A patient who is making glucose on demand in their liver will be keeping their glucose in that safe physiological range as long as they don’t eat Sugar or Starch (and eat sufficient protein for the liver to turn into Glucose).
So about Diabetic medication
There are roughly 4 kinds of Diabetic medication;
- Medications that cause you to absorb less glucose from food
- Alpha-glucosidase inhibitors (acarbose)
- Medications that cause you to dump glucose already in your blood
- SGLT-2 inhibitors lower the renal threshold pushing glucose into urine
- Glifozin (dapagliflozin, canagliflozin and empagliflozin)
- Medications that cause you to have more insulin
- Injecting Insulin is obviously one
- Direct Insulin Secretagogues
- Sulfonylureas (glipizide, glyburide, glimepiride, and others)
- Meglitinides (repaglinide, nateglinide)
- Incrtetin mimetics
- Exenatide (Byetta)
- DPP-4 inhibitors like sitagliptin (Januvia)
- Medications that cause you to be more sensitive to the insulin you have
- Biguanides like Metformin (AKA Glucophage, Diabex)
- Glitazones like Avandia or Actos
Any of these that lower glucose already in the blood may overshoot in the context of a patient who suddenly has normal glucose levels by not eating any. Also any medication that increases insulin in the context of someone who already has blood glucose at the bottom end of the physiological range, is likely to overshoot their glucose into hypoglycemic ranges. So Category 2 and Category 3 diabetic medications almost certainly will have to be reduced as the patients glucose levels become normal.
Medications that reduce glucose transport across the gut (Category 1) are likely irrelevant in this context as the patient isn’t going to be absorbing much glucose.
Finally Metformin reduces the amount of glucose produced by the liver by around 30%, but this is apparently not sufficient to prevent it producing glucose on demand in response to low glucose events. What Metformin can be useful for is increasing the clearance rate of insulin, lowering chronic exposure, and reducing underlying insulin resistance. Which may allow type 2 diabetics to become more insulin sensitive over time, independent from their glycostatic control.
The standard of care
The standard approach to failing glycostasis is to medicate the patient with one of the above medications until their glucose control is in a range that is safely above the hypoglycemic range - this normally means to 7% HbA1c because these medications are an imprecise tool and we are rightly too scared of hypoglycemia to medicate them into the safe zone between 5% and 5.5% in case that medication overshoots people into comas.

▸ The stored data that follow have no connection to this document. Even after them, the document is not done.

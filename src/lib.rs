//! # asldb
//!
//! A single-file, **append-only**, **self-indexing** store for structured
//! log records.  Each file holds a chain of records linked in both
//! directions, string values are deduplicated within a write session, and
//! records from many files can be merged and filtered in identifier order.
//!
//! ## Quick Start
//!
//! ```rust,no_run
//! use std::sync::Arc;
//!
//! use asldb::{
//!     Cursor, Direction, IdAllocator, LogRecord, MatchOptions, Query, Reader, Store,
//!     StoreConfig, keys, match_records,
//! };
//!
//! let ids = Arc::new(IdAllocator::new());
//! let mut store = Store::open_for_write("/tmp/system.asl", &StoreConfig::default(), ids).unwrap();
//!
//! for text in ["a", "b", "c"] {
//!     store.append(&LogRecord::new().with(keys::MESSAGE, text), false).unwrap();
//! }
//! store.close().unwrap();
//!
//! // Navigate
//! let mut reader = Reader::open("/tmp/system.asl").unwrap();
//! reader.to_first().unwrap();
//! assert_eq!(reader.read_current().unwrap().message(), Some("a"));
//! reader.seek(2).unwrap();
//! assert_eq!(reader.read_current().unwrap().message(), Some("b"));
//!
//! // Merge and filter, newest first
//! let options = MatchOptions {
//!     direction: Direction::Backward,
//!     start_id: u64::MAX,
//!     ..MatchOptions::default()
//! };
//! let outcome = match_records(&mut [reader], &[Query::new()], &options).unwrap();
//! let texts: Vec<_> = outcome.records.iter().filter_map(|r| r.message()).collect();
//! assert_eq!(texts, ["c", "b", "a"]);
//! ```
//!
//! ## Features
//!
//! - **Crash-safe appends**: a record is fully written before anything points at it.
//! - **String deduplication**: short strings are inlined, long ones written once per session.
//! - **Bidirectional cursors** with identifier seek.
//! - **K-way merge** across files with OR'd predicates, limits and time budgets.
//! - **Compaction** of a file's reachable records into a fresh file.
//! - **Legacy dispatch** to caller-supplied readers for version 1 files.

pub mod compaction;
pub(crate) mod encoding;
pub mod merge;
pub mod query;
pub mod reader;
pub mod record;
pub mod store;

use std::io;

use thiserror::Error;

pub use compaction::{CompactionStats, compact, compact_file};
pub use encoding::EncodingError;
pub use merge::{MatchOptions, MatchOutcome, MergeIter, match_records};
pub use query::{Condition, Op, Predicate, Query, matches_any};
pub use reader::{LegacyReader, Reader};
pub use record::{LogRecord, keys};
pub use store::{
    AccessMode, Cursor, Direction, FileHeader, IdAllocator, Offset, Store, StringRef,
};

// ------------------------------------------------------------------------------------------------
// Configuration
// ------------------------------------------------------------------------------------------------

/// Configuration for opening a store for writing.
///
/// The configuration is validated by [`Store::open_for_write`].  The cache
/// size and filter mask are recorded in the header of newly created files;
/// an existing file keeps the cache size it was created with.
///
/// # Example
///
/// ```rust
/// use asldb::StoreConfig;
///
/// let config = StoreConfig {
///     string_cache_size: 512,
///     sync_writes: true,
///     ..StoreConfig::default()
/// };
/// assert!(config.validate().is_ok());
/// ```
#[derive(Debug, Clone, PartialEq, Eq)]
pub struct StoreConfig {
    /// Maximum number of string objects remembered per write session.
    ///
    /// Default: 100. Must be ≥ 1 unless `unlimited_string_cache` is set.
    pub string_cache_size: u32,

    /// Never evict from the string cache.
    ///
    /// Default: `false`.
    pub unlimited_string_cache: bool,

    /// Level filter mask stored in new headers; bit `n` admits level `n`.
    ///
    /// Default: `0xff`.
    pub filter_mask: u8,

    /// Permission bits for newly created files.
    ///
    /// Default: `0o644`. Must fit in `0o7777`.
    pub file_mode: u32,

    /// `fsync` after every append and on close.
    ///
    /// Default: `false`.
    pub sync_writes: bool,
}

impl Default for StoreConfig {
    fn default() -> Self {
        Self {
            string_cache_size: 100,
            unlimited_string_cache: false,
            filter_mask: 0xff,
            file_mode: 0o644,
            sync_writes: false,
        }
    }
}

impl StoreConfig {
    /// Validates all configuration parameters.
    pub fn validate(&self) -> Result<(), StoreError> {
        if self.string_cache_size == 0 && !self.unlimited_string_cache {
            return Err(StoreError::InvalidArgument(
                "string_cache_size must be >= 1".into(),
            ));
        }
        if self.file_mode & !0o7777 != 0 {
            return Err(StoreError::InvalidArgument(format!(
                "file_mode {:o} has bits outside 0o7777",
                self.file_mode
            )));
        }
        Ok(())
    }
}

// ------------------------------------------------------------------------------------------------
// Error type
// ------------------------------------------------------------------------------------------------

/// Errors returned by store, reader, and merge operations.
#[derive(Debug, Error)]
pub enum StoreError {
    /// The file is not a store, or its header is unusable.
    #[error("invalid store: {0}")]
    InvalidStore(String),

    /// The file is a legacy store and no legacy reader was supplied.
    #[error("legacy store format version {version}")]
    LegacyFormat {
        /// Version found in the header.
        version: u32,
    },

    /// Stored bytes at `offset` are truncated or corrupt.
    #[error("read failed at offset {offset}: {reason}")]
    ReadFailed {
        /// Offset of the record or string being read.
        offset: Offset,
        /// What was wrong.
        reason: String,
    },

    /// Writing to the file failed.
    #[error("write failed: {0}")]
    WriteFailed(#[source] io::Error),

    /// A buffer for a stored length could not be allocated.
    #[error("cannot allocate {0} bytes")]
    NoMemory(usize),

    /// Caller-supplied input was rejected.
    #[error("invalid argument: {0}")]
    InvalidArgument(String),

    /// No record with this identifier exists.
    #[error("no record with id {0}")]
    NoSuchRecord(u64),

    /// Nothing to move to.
    #[error("no records")]
    NoRecords,

    /// The handle may not perform this operation.
    #[error("access denied: {0}")]
    AccessDenied(String),

    /// The handle has been closed.
    #[error("store is closed")]
    Closed,

    /// A value could not be encoded.
    #[error("encoding error: {0}")]
    Encoding(#[from] EncodingError),

    /// Opening or inspecting the file failed.
    #[error("I/O error: {0}")]
    Io(#[from] io::Error),
}

impl StoreError {
    pub(crate) fn read_failed(offset: Offset, reason: impl Into<String>) -> Self {
        Self::ReadFailed {
            offset,
            reason: reason.into(),
        }
    }
}

#[cfg(test)]
mod tests {
    use super::*;

    #[test]
    fn default_config_is_valid() {
        assert!(StoreConfig::default().validate().is_ok());
    }

    #[test]
    fn zero_cache_needs_unlimited() {
        let config = StoreConfig {
            string_cache_size: 0,
            ..StoreConfig::default()
        };
        assert!(matches!(config.validate(), Err(StoreError::InvalidArgument(_))));

        let config = StoreConfig {
            string_cache_size: 0,
            unlimited_string_cache: true,
            ..StoreConfig::default()
        };
        assert!(config.validate().is_ok());
    }

    #[test]
    fn file_mode_is_bounded() {
        let config = StoreConfig {
            file_mode: 0o10000,
            ..StoreConfig::default()
        };
        assert!(matches!(config.validate(), Err(StoreError::InvalidArgument(_))));
    }
}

Blood glucose over 6.1 mmol/l causes beta cells to be killed by glycotoxicity faster than they can replicate.
So the standard of care is literally to progress the disease as slowly as we can until the type 2 patient is insulin dependent. And every 1% rise in HbA1c is a 21% rise in complications from diabetes, 37% increase in microvascular disease, and 14% rise in myocardial infarcts.
Treating diabetes with Diet
By treating diabetes with diet, patients are relying on homeostatic mechanism that have finer control over the mechanisms than our pharmaceutical interventions. With diet patients can regress the disease, because they are able to achieve stable glucose by not eating any and making it on demand.
That is the case for not eating carbs if you are Diabetic.
The case for a high fat diet is more complex and a story for another day, but at the very least the mechanism of a low carbohydrate diet to control glucose lowers the risk of cardio vascular disease more than the worst projections for dietary saturated purportedly raise those risks (and there is significant controversy around those projections).